The most dramatic breach of Human Rights
Nothing highlights the inhumane and uncaring treatment of pensioners in New Zealand better than the Spousal Provision. This money-grab tool, introduced in 1985, is part of Section 70 of the Social Security Act which allows the Chief Executive of the Ministry of Social Development (MSD) to rule that about every pension of the world is similar to NZ Super and therefore deductible from New Zealand's state pension, NZ Super.
The Spousal Provision goes further than just confiscating an overseas pension. It also robs New Zealanders who have never left the country of a part of or of their entire NZ Super. This happens when they are in a relationship with someone whose overseas pension is higher than NZ Super. The couple becomes an "economic unit" and the single overseas pension is deducted from the couple's combined NZ Super.
Pensioners with an overseas pension - which is always a partial pension, as it was accumulated by individual contributions in the years this person lived overseas - have to pay twice for their pension: once while working overseas, the second time they have to fund their own NZ Super, and on top of it they pay for their partner's NZ Super. And while living and working in New Zealand they have also funded other New Zealanders' NZ Super by paying taxes. Later they are denied NZ Super.
The hidden income-test of immigrants and returning Kiwis
While not a single New Zealander who is married to someone without overseas pension is income-tested when claiming NZ Super, these pensioners are. Were they not in a relationship with an immigrant or a returning Kiwi but to a New Zealander who has never left the country, they would receive the full amount of NZ Super.
This means that the application of the Spousal Provision constitutes discrimination on grounds of family status and therefore is in breach of Human Rights.
Let's talk about Mary...
The absolute perversion of this law - which is unfair and discriminatory in itself - is the treatment of New Zealanders who move overseas in retirement. The case of Mary (name changed because her case currently is in front of the Human Rights Commission and will almost certainly go to the Human Rights Tribunal) highlights everything that is wrong with Section 70 in general and the Spousal Provision in particular.
Mary married a German man late in life and moved overseas to be with him. This man has never lived in New Zealand and therefore isn't eligible for NZ Super. However, his German pension is deducted from Mary's NZ Super, leaving her with NZ$ 6 (six!) a week. (Due to the exchange rate the amount can go up a little but also go down to zero.) MSD even told Mary that nothing would change if she moved to New Zealand and her husband stayed overseas. They would continue to treat them as a couple and she would still receive NZ$ 6 per week.
The marriage broke down under this pressure. No couple can live on one NZ Super, and surely no individual can live on NZ$ 6 a week. The separation - which led to Mary receiving NZ Super again - was forced upon the couple by MSD. Congratulations, MSD!
The definition of couples, according to MSD
This is surely an extreme case, due to the couple's residence overseas. If they lived in New Zealand, Mary could include her husband as a non-qualified partner in her application for NZ Super, and they would receive the married rate for such couples - which is slightly lower than the married rate of two fully qualified individuals.
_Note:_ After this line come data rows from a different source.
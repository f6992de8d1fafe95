//! JSON-RPC Server
//!
//! Serves the control surface over TCP, bound to localhost by default.

use crate::handler::RpcHandler;
use crate::types::{SetSettingRequest, SubmitRequest};
use jsonrpsee::server::{Server, ServerHandle};
use jsonrpsee::RpcModule;
use slowpoke_core::application::WorkerPool;
use std::net::SocketAddr;
use std::sync::Arc;
use tracing::info;

const DEFAULT_RPC_HOST: &str = "127.0.0.1";
const DEFAULT_RPC_PORT: u16 = 9531;

/// RPC Server Configuration
#[derive(Debug, Clone)]
pub struct RpcServerConfig {
    pub host: String,
    /// 0 picks a free port
    pub port: u16,
}

impl Default for RpcServerConfig {
    fn default() -> Self {
        Self {
            host: DEFAULT_RPC_HOST.to_string(),
            port: DEFAULT_RPC_PORT,
        }
    }
}

/// RPC Server
pub struct RpcServer {
    config: RpcServerConfig,
    handler: Arc<RpcHandler>,
}

impl RpcServer {
    pub fn new(config: RpcServerConfig, pool: Arc<WorkerPool>) -> Self {
        Self {
            config,
            handler: Arc::new(RpcHandler::new(pool)),
        }
    }

    /// Start the JSON-RPC server, returning the bound address and its handle
    pub async fn start(self) -> Result<(SocketAddr, ServerHandle), String> {
        let addr = format!("{}:{}", self.config.host, self.config.port);

        let server = Server::builder()
            .build(&addr)
            .await
            .map_err(|e| format!("Failed to build server on {}: {}", addr, e))?;
        let local_addr = server
            .local_addr()
            .map_err(|e| format!("Failed to read bound address: {}", e))?;

        let mut module = RpcModule::new(());

        let handler = self.handler.clone();
        module
            .register_async_method("settings.get.v1", move |_, _, _| {
                let handler = handler.clone();
                async move { Ok::<_, jsonrpsee::types::ErrorObjectOwned>(handler.get_setting()) }
            })
            .map_err(|e| e.to_string())?;

        let handler = self.handler.clone();
        module
            .register_async_method("settings.set.v1", move |params, _, _| {
                let handler = handler.clone();
                async move {
                    let req: SetSettingRequest = params.parse()?;
                    handler.set_setting(req)
                }
            })
            .map_err(|e| e.to_string())?;

        let handler = self.handler.clone();
        module
            .register_async_method("admin.stats.v1", move |_, _, _| {
                let handler = handler.clone();
                async move { Ok::<_, jsonrpsee::types::ErrorObjectOwned>(handler.stats()) }
            })
            .map_err(|e| e.to_string())?;

        let handler = self.handler.clone();
        module
            .register_async_method("work.submit.v1", move |params, _, _| {
                let handler = handler.clone();
                async move {
                    let req: SubmitRequest = params.parse()?;
                    handler.submit(req).await
                }
            })
            .map_err(|e| e.to_string())?;

        info!(addr = %local_addr, "JSON-RPC control surface listening");

        let handle = server.start(module);
        Ok((local_addr, handle))
    }
}
// Domain Error Types

use std::time::Duration;
use thiserror::Error;

#[derive(Error, Debug, Clone, PartialEq, Eq)]
pub enum DomainError {
    /// Non-blocking admission found the queue full
    #[error("Queue full: rejected (capacity {capacity})")]
    Rejected { capacity: usize },

    /// Blocking admission gave up before a slot freed
    #[error("Enqueue timed out after {timeout:?}")]
    EnqueueTimeout { timeout: Duration },

    #[error("Invalid configuration: {0}")]
    InvalidConfiguration(String),

    #[error("Queue is closed")]
    QueueClosed,

    #[error("Worker {worker_id} died: {reason}")]
    WorkerDied { worker_id: usize, reason: String },
}

pub type Result<T> = std::result::Result<T, DomainError>;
The husband's overseas pension would be deducted from their combined NZ Super and not just from her single NZ Super.
The Ministry tells couples where one partner receives an overseas pension that a married couple is expected to support each other financially. But why does it apply only to people where one partner paid into a superannuation scheme overseas? Why are people who often live on a minimum income punished while New Zealand millionaires and their partners living in mansions are both entitled to full NZ Super?
Clearly the “single economic unit” expectation is only apparent where overseas pensions are involved. It is an attempt to scale down the universal character of NZ Super and make it look as if NZ Super were a special needs benefit. If this were the case, every couple would need to be income-tested, and NZ Super should surely not be paid to millionaires.
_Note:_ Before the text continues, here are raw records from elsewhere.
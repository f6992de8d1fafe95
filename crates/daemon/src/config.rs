//! Daemon configuration from `SLOWPOKE_*` environment variables

use anyhow::{Context, Result};
use slowpoke_api_rpc::RpcServerConfig;
use slowpoke_core::domain::{PoolConfig, RestartPolicy, ShutdownPolicy, DEFAULT_SERVICE_SECONDS};
use std::str::FromStr;
use std::time::Duration;

#[derive(Debug, Clone)]
pub struct DaemonConfig {
    pub pool: PoolConfig,
    pub service_seconds: i64,
    pub rpc: RpcServerConfig,
    /// Items per second offered by the built-in load generator; 0 disables it
    pub load_rate: u32,
    /// How often pool stats are logged; zero disables it
    pub stats_interval: Duration,
}

impl DaemonConfig {
    pub fn from_env() -> Result<Self> {
        Self::from_lookup(|key| std::env::var(key).ok())
    }

    /// Build from any key lookup; unset keys take defaults, malformed ones are errors
    pub fn from_lookup(lookup: impl Fn(&str) -> Option<String>) -> Result<Self> {
        let defaults = PoolConfig::default();
        let rpc_defaults = RpcServerConfig::default();

        let pool = PoolConfig {
            workers: parse_or(&lookup, "SLOWPOKE_WORKERS", defaults.workers)?,
            queue_capacity: parse_or(&lookup, "SLOWPOKE_QUEUE_CAPACITY", defaults.queue_capacity)?,
            service_unit: Duration::from_millis(parse_or(
                &lookup,
                "SLOWPOKE_SERVICE_UNIT_MS",
                defaults.service_unit.as_millis() as u64,
            )?),
            shutdown_policy: parse_or::<ShutdownPolicy>(
                &lookup,
                "SLOWPOKE_SHUTDOWN_POLICY",
                defaults.shutdown_policy,
            )?,
            restart_policy: parse_or::<RestartPolicy>(
                &lookup,
                "SLOWPOKE_RESTART_POLICY",
                defaults.restart_policy,
            )?,
        };
        pool.validate().context("Invalid pool configuration")?;

        let config = Self {
            pool,
            service_seconds: parse_or(&lookup, "SLOWPOKE_SERVICE_SECONDS", DEFAULT_SERVICE_SECONDS)?,
            rpc: RpcServerConfig {
                host: lookup("SLOWPOKE_RPC_HOST").unwrap_or(rpc_defaults.host),
                port: parse_or(&lookup, "SLOWPOKE_RPC_PORT", rpc_defaults.port)?,
            },
            load_rate: parse_or(&lookup, "SLOWPOKE_LOAD_RATE", 0)?,
            stats_interval: Duration::from_secs(parse_or(
                &lookup,
                "SLOWPOKE_STATS_INTERVAL_SECS",
                10,
            )?),
        };
        Ok(config)
    }
}

fn parse_or<T>(lookup: &impl Fn(&str) -> Option<String>, key: &str, default: T) -> Result<T>
where
    T: FromStr,
    T::Err: std::fmt::Display,
{
    match lookup(key) {
        None => Ok(default),
        Some(raw) => raw
            .trim()
            .parse()
            .map_err(|e| anyhow::anyhow!("{}={:?}: {}", key, raw, e)),
    }
}
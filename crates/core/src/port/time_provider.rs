// Time Provider Port (for testability)

/// Wall-clock source for completion timestamps (allows fixed clocks in tests)
pub trait TimeProvider: Send + Sync {
    /// Get current time in milliseconds since epoch
    fn now_millis(&self) -> i64;
}

/// System time provider (production)
pub struct SystemTimeProvider;

impl TimeProvider for SystemTimeProvider {
    fn now_millis(&self) -> i64 {
        chrono::Utc::now().timestamp_millis()
    }
}

/// Frozen clock
pub struct FixedTimeProvider(pub i64);

impl TimeProvider for FixedTimeProvider {
    fn now_millis(&self) -> i64 {
        self.0
    }
}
The discriminatory factors are clear:
NZ Super and ACC are based on individual entitlement
The New Zealand tax system is, and this is a quote from a study of the Child Poverty Action Group, “founded firmly on the premise that it is the individual who pays tax, not an aggregated unit such as the couple or household. […] Just as the tax system is based upon an individual as the unit, so are many parts of the welfare state. New Zealand Superannuation (NZS) and earnings-related Accident Compensation are based on individual entitlement. This means that the amount paid to the individual is not affected by the income of a partner and is taxed at the individual’s tax rate…”
In New Zealand law the only benefits affected by the single economic unit rule are income-tested benefits such as Jobseeker Support - and NZ Super only when a pensioner wishes to include a non-qualified spouse in his/her application. A non-qualified spouse might, per definition, be under 65 years old or not have fulfilled the residency requirement of 10/5 years.
The latter example highlights the injustice of Spousal Provision even more drastically. While a couple with a non-qualified spouse receives close to the full amount of NZ Super (married rate), a fully qualified New Zealander married to the "wrong" person receives a fraction of it, or nothing, and the partner with the overseas pension who is also fully qualified after living in New Zealand for ten years receives NZ$ 0. Zero.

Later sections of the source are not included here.